In our earlier work, we used NPs with a chemically well-defined, carboxylic acid-functionalized surface to measure the binding of various proteins. In the present study, we focus on a single protein, again HSA, and explore the change in protein binding onto CdSe/ZnS core–shell QDs with different surface functionalities. These NPs were water-solubilized with small thiolated ligands, leading to thin coatings around the NPs, so that intrusion of proteins into the layer, which may happen with polymeric shells, can be excluded. Cysteamine molecules, which feature primary amine groups, were covalently bound to the QD surface via their thiol groups (see Experimental) to obtain positively charged QDs. Functionalization with dihydrolipoic acid (DHLA) resulted in negatively charged QDs due to the DHLA carboxylic acid group. A surface coating with zwitterionic D-penicillamine (DPA), which has both an amino and a carboxyl functional group exposed to the solvent, created a QD with an overall negative net charge in PBS at pH 7.4 [29]. For comparison, we have also studied commercial QDs with a polymeric carboxylic acid surface functionalization. In the following, we discuss the effects of the different QD surfaces on the HSA binding affinity and the corona thickness and compare these results to those obtained with other NPs.

Results and Discussion

QD characterization

Hydrodynamic radii, RH, of the differently stabilized QDs, determined by FCS and dynamic light scattering (DLS), zeta potentials and fluorescence quantum yields (QY) are compiled in Table 1. The polymer-coated QDs were significantly larger than the other QD preparations because of their thick polymer shells. Experiments with cysteamine-coated QDs were complicated by their strong tendency to adhere to the glass surfaces of the sample holder. We also note that the FCS-determined RH values are larger than those measured by DLS. These differences are clearly outside of the error margins for cysteamine- and DPA-coated QDs. QDs are exceptionally bright and show intermittent emission (“blinking”), and one must take great care to avoid optical saturation, which results in an overestimation of the actual size [47,48].

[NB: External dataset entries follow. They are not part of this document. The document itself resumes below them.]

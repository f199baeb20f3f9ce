use std::fmt;

use slotmap::new_key_type;
use uuid::Uuid;

/// Upper bound on declared inputs or outputs of a single node.
pub const MAX_NODE_SOCKETS: usize = 32;

new_key_type! { pub struct NodeKey; }

impl NodeKey {
    pub fn input(self, index: usize) -> InputSocket {
        InputSocket { node: self, index }
    }

    pub fn output(self, index: usize) -> OutputSocket {
        OutputSocket { node: self, index }
    }
}

/// Operation identifier: `(group, kind, method)`.
///
/// `group` and `kind` classify the authored node; `method` selects an overload and is
/// always 0 in the bundled catalog.
#[derive(Copy, Clone, Debug, PartialEq, Eq, Hash, PartialOrd, Ord)]
pub struct OpId {
    pub group: u16,
    pub kind: u16,
    pub method: u16,
}

impl OpId {
    /// The graph output sink. Exactly one node per graph carries it.
    pub const OUTPUT: OpId = OpId::new(1, 1, 0);
    /// Parameter read: passes the parameter's slot through to its output.
    pub const PARAMETER: OpId = OpId::new(6, 1, 0);

    pub const fn new(group: u16, kind: u16, method: u16) -> Self {
        Self {
            group,
            kind,
            method,
        }
    }
}

impl fmt::Display for OpId {
    fn fmt(&self, f: &mut fmt::Formatter<'_>) -> fmt::Result {
        write!(f, "({}, {}, {})", self.group, self.kind, self.method)
    }
}

/// Stable identity of a graph parameter, owned by the authoring side.
#[derive(Copy, Clone, Debug, PartialEq, Eq, Hash, PartialOrd, Ord)]
pub struct ParameterId(Uuid);

impl ParameterId {
    pub fn new_v4() -> Self {
        Self(Uuid::new_v4())
    }

    pub const fn from_uuid(uuid: Uuid) -> Self {
        Self(uuid)
    }

    pub fn as_uuid(&self) -> &Uuid {
        &self.0
    }
}

impl fmt::Display for ParameterId {
    fn fmt(&self, f: &mut fmt::Formatter<'_>) -> fmt::Result {
        self.0.fmt(f)
    }
}

#[derive(Copy, Clone, Debug, PartialEq, Eq, Hash, PartialOrd, Ord)]
pub struct OutputSocket {
    pub node: NodeKey,
    pub index: usize,
}

#[derive(Copy, Clone, Debug, PartialEq, Eq, Hash, PartialOrd, Ord)]
pub struct InputSocket {
    pub node: NodeKey,
    pub index: usize,
}

/// A directed connection from a producer's output socket to a consumer's input socket.
#[derive(Copy, Clone, Debug, PartialEq, Eq, Hash)]
pub struct Wire {
    pub from: OutputSocket,
    pub to: InputSocket,
}

/// Index into the shared variable array of a compiled graph.
#[derive(Copy, Clone, Debug, PartialEq, Eq, Hash, PartialOrd, Ord)]
pub struct Slot(u32);

impl Slot {
    pub const fn new(index: u32) -> Self {
        Self(index)
    }

    #[inline]
    pub const fn index(self) -> usize {
        self.0 as usize
    }
}

impl fmt::Display for Slot {
    fn fmt(&self, f: &mut fmt::Formatter<'_>) -> fmt::Result {
        write!(f, "${}", self.0)
    }
}

/// How a node takes part in evaluation. Execution mechanics are identical for all roles.
#[derive(Copy, Clone, Debug, PartialEq, Eq, Hash)]
pub enum NodeRole {
    Operation,
    /// Reads a parameter: input 0 is bound to the parameter's reserved slot.
    ParameterRead(ParameterId),
    /// The designated sink whose inputs are published after every evaluation.
    Output,
}
proptest! {
    #[test]
    fn test_compiled_order_and_liveness((dag, root) in random_dag()) {
        let mut graph = GraphDescription::new();
        let keys: Vec<NodeKey> = dag
            .iter()
            .map(|_| {
                graph.add_node(
                    NodeDescription::new(catalog::ADD)
                        .with_literals(vec![Value::Float(0.0)])
                        .outputs(1),
                )
            })
            .collect();
        for (consumer, inputs) in dag.iter().enumerate() {
            for (socket, &producer) in inputs.iter().enumerate() {
                if let Some(node) = graph.node_mut(keys[consumer]) {
                    node.inputs.push(Some(0));
                }
                graph.connect(keys[producer].output(0), keys[consumer].input(socket));
            }
        }
        let out = graph.add_node(NodeDescription::output());
        graph.connect(keys[root].output(0), out.input(0));

        let compiled = compile(&graph, table()).unwrap();
        prop_assert!(compiled.validate().is_ok());

        let mut reachable = HashSet::from([root]);
        let mut stack = vec![root];
        while let Some(node) = stack.pop() {
            for &producer in &dag[node] {
                if reachable.insert(producer) {
                    stack.push(producer);
                }
            }
        }

        let positions: HashMap<NodeKey, usize> = compiled
            .nodes()
            .iter()
            .enumerate()
            .map(|(pos, node)| (node.source(), pos))
            .collect();
        prop_assert_eq!(positions.len(), reachable.len() + 1);
        prop_assert_eq!(compiled.output_index(), Some(reachable.len()));
        prop_assert_eq!(compiled.stats().eliminated_nodes, dag.len() - reachable.len());

        let mut wires: Vec<(usize, usize, usize)> = graph
            .wires()
            .iter()
            .filter_map(|wire| {
                let to = *positions.get(&wire.to.node)?;
                Some((positions[&wire.from.node], to, wire.to.index))
            })
            .collect();
        wires.sort_unstable();

        for &(from, to, socket) in &wires {
            // producers run before their consumers
            prop_assert!(from < to);

            let slot = compiled.nodes()[from].output_slots()[0];
            prop_assert!(slot.is_some());
            prop_assert_eq!(compiled.nodes()[to].input_slots()[socket], slot);

            // nothing in between overwrites the wire's slot
            for between in &compiled.nodes()[from + 1..to] {
                prop_assert!(!between.output_slots().contains(&slot));
            }
        }
    }
}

Table 1: Characterization of the CdSe/ZnS QDs, suspended in PBS, pH 7.4.

ligand RH–FCS (nm) RH–DLS (nm) ζ-potential (mV) abs./em. (nm) QY %
cysteaminea 6.3 ± 0.4 5.0 ± 0.5 +29 ± 4b 592/604 55 ± 2
DPAa 6.1 ± 0.1 4.5 ± 0.5 −27 ± 2 592/604 52 ± 2
DHLA 4.8 ± 0.2 4.1 ± 0.7 −31 ± 4 584/604 8 ± 2
polymerc 9.3 ± 0.2 8.8 ± 1.7 −27 ± 2 570/586 69 ± 3

aPrepared from commercial core/shell QDs (QD ITK 605, Invitrogen); bin milliQ water; ccommercial QDs (QD ITK 585, Invitrogen) with carboxyl surface functionalization.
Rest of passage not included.